What are you including in your program to ensure, “the beginning of success…or failure for your customers?”
The fall school semester is just around the corner and while parents and educators are finding new ways to collaborate and enable students, companies are striving to make work from home productive, and as efficient as possible. A learning program that educates and empowers your greatest assets, your employees and your CUSTOMERS, is critical when it comes to success.
We are all familiar with the benefits of an engaging and meaningful onboarding experience for new employees, but have you considered the advantages of onboarding new customers with actionable and clear experiences? In the age of content marketing, where companies are spending budget and resources dollars on social media for customer acquisition, we know a brand’s content is even more important post sale. After all, your customers are your biggest sellers.
Empower & Enable
Regardless of whether you have a product or a service company, learning curves exist across generations and technology experiences. Explaining what your company offers and enabling your customers to receive the biggest impact from their purchase matters. The consequences of not having an interactive learning process around your product or service includes everything from misuse and inactivity, to misunderstandings or worse; disengagement from your brand entirely, also known as a lost customer.

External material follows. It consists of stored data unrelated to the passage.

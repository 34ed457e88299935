pub mod coinbase;
pub mod historical;

pub use coinbase::CoinbaseClient;
pub use historical::HistoricalPrices;

use anyhow::{bail, Result as AnyResult};
use async_trait::async_trait;
use chrono::{DateTime, Utc};
use std::sync::Arc;

use crate::config::Config;
use crate::error::Result;
use crate::models::PriceSeries;

/// Source of historical prices. An empty series is a valid answer; data is never invented.
#[async_trait]
pub trait PriceHistoryProvider: Send + Sync {
    fn name(&self) -> &str;

    /// Samples for `symbol` with `from <= timestamp <= to`, oldest first.
    async fn get_prices(
        &self,
        symbol: &str,
        from: DateTime<Utc>,
        to: DateTime<Utc>,
    ) -> Result<PriceSeries>;
}

/// Build the provider named in the config.
pub fn from_config(cfg: &Config) -> AnyResult<Arc<dyn PriceHistoryProvider>> {
    match cfg.provider.as_str() {
        "coinbase" => Ok(Arc::new(CoinbaseClient::new(cfg))),
        "file" => Ok(Arc::new(HistoricalPrices::from_dir(&cfg.price_data_dir)?)),
        other => bail!("Unknown price provider: {}", other),
    }
}
use chrono::{DateTime, Duration, Utc};
use std::sync::Mutex;

/// Source of "now" for lifecycle decisions and the monitor loop.
pub trait Clock: Send + Sync {
    fn now(&self) -> DateTime<Utc>;
}

#[derive(Debug, Default, Clone, Copy)]
pub struct SystemClock;

impl Clock for SystemClock {
    fn now(&self) -> DateTime<Utc> {
        Utc::now()
    }
}

/// A clock that only moves when told to (backfills and tests).
#[derive(Debug)]
pub struct ManualClock {
    now: Mutex<DateTime<Utc>>,
}

impl ManualClock {
    pub fn new(start: DateTime<Utc>) -> Self {
        Self {
            now: Mutex::new(start),
        }
    }

    pub fn set(&self, t: DateTime<Utc>) {
        let mut now = self.now.lock().unwrap_or_else(|e| e.into_inner());
        *now = t;
    }

    pub fn advance(&self, by: Duration) {
        let mut now = self.now.lock().unwrap_or_else(|e| e.into_inner());
        *now += by;
    }
}

impl Clock for ManualClock {
    fn now(&self) -> DateTime<Utc> {
        *self.now.lock().unwrap_or_else(|e| e.into_inner())
    }
}
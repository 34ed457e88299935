use anyhow::{Context, Result};
use std::path::Path;
use std::sync::Arc;
use tracing_subscriber::{fmt, EnvFilter};

use signal_verifier::analytics::{self, PatternAnalyzer, PerformanceAggregator};
use signal_verifier::clock::SystemClock;
use signal_verifier::config::Config;
use signal_verifier::prices;
use signal_verifier::trading::signal::load_requests;
use signal_verifier::trading::{JsonFileStore, TradeLifecycleManager, TradeScope};

/// verify [SYMBOL|STATUS|TIMEFRAME|all]... [SIGNALS_JSON]
#[tokio::main]
async fn main() -> Result<()> {
    let cfg = Config::from_env();

    let filter = EnvFilter::try_from_default_env()
        .unwrap_or_else(|_| EnvFilter::new(cfg.log_level.to_lowercase()));

    fmt()
        .with_env_filter(filter)
        .with_target(false)
        .with_timer(fmt::time::UtcTime::rfc_3339())
        .init();

    let mut scope = TradeScope::all();
    let mut signals_file = None;
    for arg in std::env::args().skip(1) {
        if arg.ends_with(".json") {
            signals_file = Some(arg);
        } else {
            scope = scope.with_term(&arg);
        }
    }

    let store = Arc::new(
        JsonFileStore::open(&cfg.store_path)
            .with_context(|| format!("Failed to open store {}", cfg.store_path))?,
    );
    let provider = prices::from_config(&cfg)?;
    let manager = TradeLifecycleManager::from_config(
        &cfg,
        store.clone(),
        provider,
        Arc::new(SystemClock),
    );

    if let Some(path) = &signals_file {
        let requests = load_requests(Path::new(path))
            .with_context(|| format!("Failed to read signals from {}", path))?;
        let total = requests.len();
        let registered = manager.import(requests).await;
        println!("Registered {}/{} signals from {}", registered, total, path);
    }

    println!("╔══════════════════════════════════════════════════════════╗");
    println!("║          SIGNAL VERIFIER                                 ║");
    println!("╠══════════════════════════════════════════════════════════╣");
    println!(
        "║  Symbol:     {:<44}║",
        scope.symbol.as_deref().unwrap_or("all symbols")
    );
    if let Some(status) = scope.status {
        println!("║  Status:     {:<44}║", status.as_str());
    }
    if let Some(tf) = scope.timeframe {
        println!("║  Timeframe:  {:<44}║", tf.as_str());
    }
    println!("║  Provider:   {:<44}║", cfg.provider);
    println!("║  Notional:   ${:<43.2}║", cfg.notional_usd);
    println!("╚══════════════════════════════════════════════════════════╝");
    println!();

    let summary = manager.verify_all(&scope).await?;
    println!(
        "Verified {} trades: {} updated, {} errors",
        summary.verified,
        summary.updated,
        summary.errors.len()
    );
    for e in &summary.errors {
        println!("  {} {}: {}", e.trade_id, e.symbol, e.message);
    }

    let stats = analytics::performance(
        &*store,
        &scope,
        &PerformanceAggregator::new(cfg.notional_usd),
    )
    .await?;
    stats.print_summary();

    let patterns =
        analytics::patterns(&*store, &scope, &PatternAnalyzer::from_config(&cfg)).await?;
    patterns.print_summary();

    Ok(())
}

Today, a multi-touch customer learning program that gets clients up to speed quickly, while maximizing usage of your platform or service is key. What does it take to create a comprehensive onboarding program for clients that can be applied to many different types of businesses? If you want to make your product or service a seamless part of your client’s daily workflow, read on…
Make Learning Flexible
You want your customers to look forward to – not dread – the learning process. No doubt your customer base has varying degrees of knowledge around the product or service, differences in availability, attention span, and resources. That’s why customer onboarding system need options in learning programs. Create some flexibility when considering the following components of a program:
Types of Learning
Some customers want to learn via video at their leisure, some need one-on-one support, while others like a sense of community. Offer different options and be upfront about the pricing. Hubspot is a good example of stating their pricing upfront, especially when it comes to customer support and experience. If you want more concierge experience, there is a fee to be paid…and Hubspot is worth nearly $12b today. Here are a few keys to success that I have implemented at past companies:
- Brand Your Customer Onboarding Program
This helps jump-start customer engagement and understand why your company has a unique program that rises above the rest.
- Online Training
Today, there are a multitude of learning platforms available that create real-time product training. There are also digital adoption platforms (DAP) that guide customers through products in real-time as a customer uses a product. Take advantage of them! Both self-paced and real-time training help customers learn at their own pace and better retain information.
- Ongoing Continuing Education
When onboarding new customers, product training webinars should be short, on-demand, building on each other and interactive. NO one wants to be preached to.
- Networking Community
Beyond the classroom, create a way for customers to connect with one another to trade ideas and solve challenges together.
Offer clients a tiered approach to learning that gives them more or fewer features, depending on needs. Customer success programs should offer varying levels of access to self-help and more customized engagement with a product expert. That way, customers can choose how much one-on-one support they want. But don’t just stop there. Find out who uses your product or service, and cater your learning to them. For example, a company may have two distinct customers (agencies and direct), both of which have varying degrees of marketing knowledge.
Your company, as a result, should have traditional and accelerated learning for each type of customer. A standard program for onboarding new customers should typically be 30 days or less to show product impact, but clients can go faster if they want to. Tailoring the pace of the program and using different tools to cater to the client’s knowledge is key to keeping customers engaged, long after they have completed onboarding.